(Data records)
···

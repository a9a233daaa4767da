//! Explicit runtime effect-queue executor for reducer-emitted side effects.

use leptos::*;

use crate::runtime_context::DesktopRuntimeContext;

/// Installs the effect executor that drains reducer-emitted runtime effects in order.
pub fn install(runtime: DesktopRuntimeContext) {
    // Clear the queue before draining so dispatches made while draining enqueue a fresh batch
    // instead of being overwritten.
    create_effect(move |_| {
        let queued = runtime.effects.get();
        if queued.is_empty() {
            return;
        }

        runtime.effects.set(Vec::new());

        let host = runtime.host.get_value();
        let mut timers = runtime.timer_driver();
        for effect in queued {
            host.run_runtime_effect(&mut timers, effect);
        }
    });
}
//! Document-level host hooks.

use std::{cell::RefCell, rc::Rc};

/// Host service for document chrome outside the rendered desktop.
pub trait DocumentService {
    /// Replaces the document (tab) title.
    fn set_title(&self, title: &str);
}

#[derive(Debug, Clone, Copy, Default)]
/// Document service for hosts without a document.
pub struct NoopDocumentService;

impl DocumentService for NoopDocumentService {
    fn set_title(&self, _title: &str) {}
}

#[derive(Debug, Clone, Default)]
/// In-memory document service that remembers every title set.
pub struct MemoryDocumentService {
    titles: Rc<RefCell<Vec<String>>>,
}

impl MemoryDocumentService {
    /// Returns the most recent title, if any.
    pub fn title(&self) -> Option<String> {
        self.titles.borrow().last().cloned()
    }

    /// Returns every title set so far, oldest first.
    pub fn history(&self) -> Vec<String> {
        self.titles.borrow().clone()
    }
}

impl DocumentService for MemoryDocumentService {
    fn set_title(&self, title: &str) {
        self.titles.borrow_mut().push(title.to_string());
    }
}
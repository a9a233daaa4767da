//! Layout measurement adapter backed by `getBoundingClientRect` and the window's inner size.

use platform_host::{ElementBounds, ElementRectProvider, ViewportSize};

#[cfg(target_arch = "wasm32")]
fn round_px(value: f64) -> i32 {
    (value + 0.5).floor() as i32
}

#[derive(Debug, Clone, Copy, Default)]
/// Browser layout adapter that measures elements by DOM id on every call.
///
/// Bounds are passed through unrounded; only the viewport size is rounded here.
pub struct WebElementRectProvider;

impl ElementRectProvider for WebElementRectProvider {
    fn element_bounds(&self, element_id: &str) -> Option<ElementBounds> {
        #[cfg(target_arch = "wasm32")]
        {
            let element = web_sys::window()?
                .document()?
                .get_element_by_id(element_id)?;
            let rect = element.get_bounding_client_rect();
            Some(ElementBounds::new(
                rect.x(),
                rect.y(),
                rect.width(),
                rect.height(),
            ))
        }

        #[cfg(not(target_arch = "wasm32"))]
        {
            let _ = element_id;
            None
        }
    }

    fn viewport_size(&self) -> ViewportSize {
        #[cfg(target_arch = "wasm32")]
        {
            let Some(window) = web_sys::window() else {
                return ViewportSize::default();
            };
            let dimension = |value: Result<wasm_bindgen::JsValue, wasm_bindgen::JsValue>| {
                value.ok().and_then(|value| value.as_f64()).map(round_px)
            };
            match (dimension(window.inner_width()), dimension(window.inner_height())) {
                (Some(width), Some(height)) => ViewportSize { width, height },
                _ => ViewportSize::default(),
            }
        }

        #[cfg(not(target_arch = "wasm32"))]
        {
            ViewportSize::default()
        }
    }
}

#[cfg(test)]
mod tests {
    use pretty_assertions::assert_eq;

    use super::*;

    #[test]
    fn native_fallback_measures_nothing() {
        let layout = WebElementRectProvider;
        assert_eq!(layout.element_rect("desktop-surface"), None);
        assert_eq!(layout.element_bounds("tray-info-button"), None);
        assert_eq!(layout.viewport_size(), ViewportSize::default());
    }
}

···

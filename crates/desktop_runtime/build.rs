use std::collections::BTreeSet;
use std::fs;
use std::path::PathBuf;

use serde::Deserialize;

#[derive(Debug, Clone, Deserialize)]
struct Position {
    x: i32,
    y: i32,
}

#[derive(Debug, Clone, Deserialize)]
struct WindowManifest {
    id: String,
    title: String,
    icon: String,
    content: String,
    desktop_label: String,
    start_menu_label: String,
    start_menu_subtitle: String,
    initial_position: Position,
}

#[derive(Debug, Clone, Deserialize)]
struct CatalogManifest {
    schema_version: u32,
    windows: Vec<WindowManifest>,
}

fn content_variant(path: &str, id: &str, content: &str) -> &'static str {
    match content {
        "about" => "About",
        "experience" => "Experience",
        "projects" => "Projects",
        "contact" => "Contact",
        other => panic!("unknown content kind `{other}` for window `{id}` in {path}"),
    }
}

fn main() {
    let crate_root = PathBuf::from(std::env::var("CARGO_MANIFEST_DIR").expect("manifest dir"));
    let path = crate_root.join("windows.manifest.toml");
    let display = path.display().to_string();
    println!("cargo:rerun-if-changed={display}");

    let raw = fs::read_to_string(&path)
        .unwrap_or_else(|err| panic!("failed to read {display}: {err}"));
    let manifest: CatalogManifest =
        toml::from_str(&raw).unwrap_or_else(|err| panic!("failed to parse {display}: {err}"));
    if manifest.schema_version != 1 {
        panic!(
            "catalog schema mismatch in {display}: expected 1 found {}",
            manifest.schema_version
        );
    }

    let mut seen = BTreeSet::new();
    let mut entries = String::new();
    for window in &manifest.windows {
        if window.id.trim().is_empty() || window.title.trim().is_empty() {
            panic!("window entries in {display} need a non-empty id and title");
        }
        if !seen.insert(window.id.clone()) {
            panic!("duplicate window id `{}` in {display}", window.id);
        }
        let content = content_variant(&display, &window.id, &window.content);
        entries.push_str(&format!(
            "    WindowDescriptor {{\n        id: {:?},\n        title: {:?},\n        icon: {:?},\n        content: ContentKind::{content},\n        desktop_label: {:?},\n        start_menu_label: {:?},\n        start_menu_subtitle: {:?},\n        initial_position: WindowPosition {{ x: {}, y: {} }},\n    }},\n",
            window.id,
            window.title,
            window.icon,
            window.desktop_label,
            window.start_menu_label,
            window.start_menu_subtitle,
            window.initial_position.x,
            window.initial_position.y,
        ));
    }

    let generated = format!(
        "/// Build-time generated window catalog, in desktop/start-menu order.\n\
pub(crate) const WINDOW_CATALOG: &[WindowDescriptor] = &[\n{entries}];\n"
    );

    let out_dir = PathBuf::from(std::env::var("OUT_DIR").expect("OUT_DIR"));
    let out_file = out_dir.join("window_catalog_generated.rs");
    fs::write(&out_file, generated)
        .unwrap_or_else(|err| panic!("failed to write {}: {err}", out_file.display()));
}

···

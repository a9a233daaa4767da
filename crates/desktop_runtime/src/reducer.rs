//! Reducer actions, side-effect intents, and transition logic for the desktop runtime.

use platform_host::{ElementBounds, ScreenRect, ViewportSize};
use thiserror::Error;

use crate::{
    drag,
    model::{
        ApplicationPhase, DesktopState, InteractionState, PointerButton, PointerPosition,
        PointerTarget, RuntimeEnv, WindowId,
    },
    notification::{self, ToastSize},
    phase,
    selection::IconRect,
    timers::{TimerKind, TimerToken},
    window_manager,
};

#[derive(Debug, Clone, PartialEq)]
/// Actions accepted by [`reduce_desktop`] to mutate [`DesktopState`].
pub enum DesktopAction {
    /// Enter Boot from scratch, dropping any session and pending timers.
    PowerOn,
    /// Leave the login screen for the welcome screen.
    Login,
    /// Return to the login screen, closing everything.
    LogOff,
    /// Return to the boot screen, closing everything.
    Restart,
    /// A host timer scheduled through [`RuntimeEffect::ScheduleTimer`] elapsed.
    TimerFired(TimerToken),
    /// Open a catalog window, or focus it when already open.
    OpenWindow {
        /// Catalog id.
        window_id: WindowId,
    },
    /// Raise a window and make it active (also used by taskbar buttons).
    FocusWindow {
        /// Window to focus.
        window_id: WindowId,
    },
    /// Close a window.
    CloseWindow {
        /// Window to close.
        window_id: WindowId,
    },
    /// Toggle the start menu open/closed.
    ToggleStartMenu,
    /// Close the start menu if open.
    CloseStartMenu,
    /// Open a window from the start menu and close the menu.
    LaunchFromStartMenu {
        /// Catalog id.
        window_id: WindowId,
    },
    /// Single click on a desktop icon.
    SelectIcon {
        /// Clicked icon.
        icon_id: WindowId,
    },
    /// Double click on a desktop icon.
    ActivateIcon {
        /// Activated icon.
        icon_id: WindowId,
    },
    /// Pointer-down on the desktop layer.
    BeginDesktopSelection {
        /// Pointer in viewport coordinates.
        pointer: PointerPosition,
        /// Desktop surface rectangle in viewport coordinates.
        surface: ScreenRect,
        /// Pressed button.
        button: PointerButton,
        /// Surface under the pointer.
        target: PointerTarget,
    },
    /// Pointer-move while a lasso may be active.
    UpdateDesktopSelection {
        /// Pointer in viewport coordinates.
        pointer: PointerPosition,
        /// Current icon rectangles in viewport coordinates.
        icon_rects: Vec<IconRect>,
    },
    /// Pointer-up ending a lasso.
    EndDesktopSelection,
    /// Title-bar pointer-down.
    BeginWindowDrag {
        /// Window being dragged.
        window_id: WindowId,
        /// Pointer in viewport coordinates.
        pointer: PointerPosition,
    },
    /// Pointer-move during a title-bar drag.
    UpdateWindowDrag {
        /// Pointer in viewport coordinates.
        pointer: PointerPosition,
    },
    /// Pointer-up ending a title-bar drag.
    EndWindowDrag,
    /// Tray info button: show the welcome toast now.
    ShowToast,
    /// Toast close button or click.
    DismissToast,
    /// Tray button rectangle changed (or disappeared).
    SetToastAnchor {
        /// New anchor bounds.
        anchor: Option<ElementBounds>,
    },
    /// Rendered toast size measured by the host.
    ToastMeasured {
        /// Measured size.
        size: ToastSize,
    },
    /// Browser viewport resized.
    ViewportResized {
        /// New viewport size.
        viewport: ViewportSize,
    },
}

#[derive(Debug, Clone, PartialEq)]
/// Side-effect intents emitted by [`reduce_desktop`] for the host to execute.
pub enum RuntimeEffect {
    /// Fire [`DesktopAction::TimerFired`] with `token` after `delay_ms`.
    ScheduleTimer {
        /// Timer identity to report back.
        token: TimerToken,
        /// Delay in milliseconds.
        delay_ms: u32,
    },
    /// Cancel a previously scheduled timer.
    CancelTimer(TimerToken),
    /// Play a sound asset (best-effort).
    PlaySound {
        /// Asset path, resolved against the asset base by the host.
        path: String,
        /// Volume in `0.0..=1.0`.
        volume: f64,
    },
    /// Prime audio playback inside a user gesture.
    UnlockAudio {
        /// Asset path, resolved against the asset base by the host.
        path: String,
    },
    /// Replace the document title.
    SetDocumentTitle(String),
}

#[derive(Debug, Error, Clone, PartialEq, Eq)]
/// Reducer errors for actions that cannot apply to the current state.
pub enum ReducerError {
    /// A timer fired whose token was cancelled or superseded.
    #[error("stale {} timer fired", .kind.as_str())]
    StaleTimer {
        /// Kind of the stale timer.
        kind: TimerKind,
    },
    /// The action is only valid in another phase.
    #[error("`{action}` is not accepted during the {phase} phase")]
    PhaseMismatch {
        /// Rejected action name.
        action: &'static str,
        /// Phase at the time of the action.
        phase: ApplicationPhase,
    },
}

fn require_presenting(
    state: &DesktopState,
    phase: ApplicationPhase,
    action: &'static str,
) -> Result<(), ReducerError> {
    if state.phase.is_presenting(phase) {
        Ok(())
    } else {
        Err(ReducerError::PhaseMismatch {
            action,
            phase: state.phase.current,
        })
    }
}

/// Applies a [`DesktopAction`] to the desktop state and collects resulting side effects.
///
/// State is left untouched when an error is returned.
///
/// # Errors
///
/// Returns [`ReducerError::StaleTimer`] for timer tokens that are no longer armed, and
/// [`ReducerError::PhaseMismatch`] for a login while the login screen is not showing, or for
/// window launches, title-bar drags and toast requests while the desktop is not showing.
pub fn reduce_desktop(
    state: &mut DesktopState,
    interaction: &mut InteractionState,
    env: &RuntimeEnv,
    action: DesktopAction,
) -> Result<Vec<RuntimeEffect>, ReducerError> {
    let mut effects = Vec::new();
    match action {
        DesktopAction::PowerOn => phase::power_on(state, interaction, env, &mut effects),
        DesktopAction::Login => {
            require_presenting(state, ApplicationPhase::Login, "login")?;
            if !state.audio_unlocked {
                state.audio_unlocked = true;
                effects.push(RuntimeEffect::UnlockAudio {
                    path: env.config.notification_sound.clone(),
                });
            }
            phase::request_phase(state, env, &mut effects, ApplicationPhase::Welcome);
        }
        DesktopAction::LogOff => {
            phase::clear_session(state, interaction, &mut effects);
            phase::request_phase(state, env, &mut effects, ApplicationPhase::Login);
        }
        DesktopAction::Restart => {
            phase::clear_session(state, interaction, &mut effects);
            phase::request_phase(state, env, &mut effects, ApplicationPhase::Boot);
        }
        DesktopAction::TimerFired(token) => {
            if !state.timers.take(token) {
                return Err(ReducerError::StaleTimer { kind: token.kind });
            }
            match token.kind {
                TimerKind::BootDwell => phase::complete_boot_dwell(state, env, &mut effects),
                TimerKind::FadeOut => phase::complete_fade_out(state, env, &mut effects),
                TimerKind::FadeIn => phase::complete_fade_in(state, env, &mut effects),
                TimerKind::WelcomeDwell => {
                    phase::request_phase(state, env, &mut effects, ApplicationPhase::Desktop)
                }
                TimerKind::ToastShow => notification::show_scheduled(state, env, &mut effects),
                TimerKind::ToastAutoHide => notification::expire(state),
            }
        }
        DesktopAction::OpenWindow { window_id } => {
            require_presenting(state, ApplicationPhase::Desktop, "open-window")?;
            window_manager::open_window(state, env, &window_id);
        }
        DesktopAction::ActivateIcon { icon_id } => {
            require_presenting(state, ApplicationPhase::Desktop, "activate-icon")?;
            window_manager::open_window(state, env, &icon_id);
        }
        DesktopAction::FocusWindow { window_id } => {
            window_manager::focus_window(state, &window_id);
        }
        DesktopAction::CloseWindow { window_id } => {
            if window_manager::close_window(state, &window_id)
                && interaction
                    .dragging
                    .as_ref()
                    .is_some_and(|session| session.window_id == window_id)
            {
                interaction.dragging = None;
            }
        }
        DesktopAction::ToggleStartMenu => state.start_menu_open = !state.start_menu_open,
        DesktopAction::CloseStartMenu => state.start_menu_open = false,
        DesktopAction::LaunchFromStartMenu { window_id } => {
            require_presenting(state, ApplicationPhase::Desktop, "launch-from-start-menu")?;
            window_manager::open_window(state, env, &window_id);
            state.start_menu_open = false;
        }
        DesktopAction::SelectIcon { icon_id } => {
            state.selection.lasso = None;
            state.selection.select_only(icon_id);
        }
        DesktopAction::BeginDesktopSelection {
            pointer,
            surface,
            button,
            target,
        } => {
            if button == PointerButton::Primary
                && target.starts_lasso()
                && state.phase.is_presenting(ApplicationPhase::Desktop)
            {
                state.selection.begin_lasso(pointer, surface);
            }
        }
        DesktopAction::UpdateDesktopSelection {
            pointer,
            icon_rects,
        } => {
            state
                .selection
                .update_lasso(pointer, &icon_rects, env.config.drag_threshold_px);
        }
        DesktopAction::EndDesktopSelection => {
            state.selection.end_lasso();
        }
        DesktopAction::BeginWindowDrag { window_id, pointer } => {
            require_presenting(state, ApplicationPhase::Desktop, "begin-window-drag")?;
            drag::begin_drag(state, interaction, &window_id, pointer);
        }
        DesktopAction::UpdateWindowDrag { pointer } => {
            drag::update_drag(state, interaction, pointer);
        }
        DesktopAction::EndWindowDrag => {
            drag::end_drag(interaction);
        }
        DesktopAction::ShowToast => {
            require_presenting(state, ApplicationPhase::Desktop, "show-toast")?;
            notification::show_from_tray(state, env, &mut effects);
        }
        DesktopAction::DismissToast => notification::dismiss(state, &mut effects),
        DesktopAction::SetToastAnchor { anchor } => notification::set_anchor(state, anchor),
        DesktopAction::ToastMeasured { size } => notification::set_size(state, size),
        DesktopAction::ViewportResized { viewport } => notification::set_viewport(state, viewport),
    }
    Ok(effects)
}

···

Exercise directions:
Using the records above, say how many lines contain the word "PathBuf". Write the number alone.

Exercise solution:
3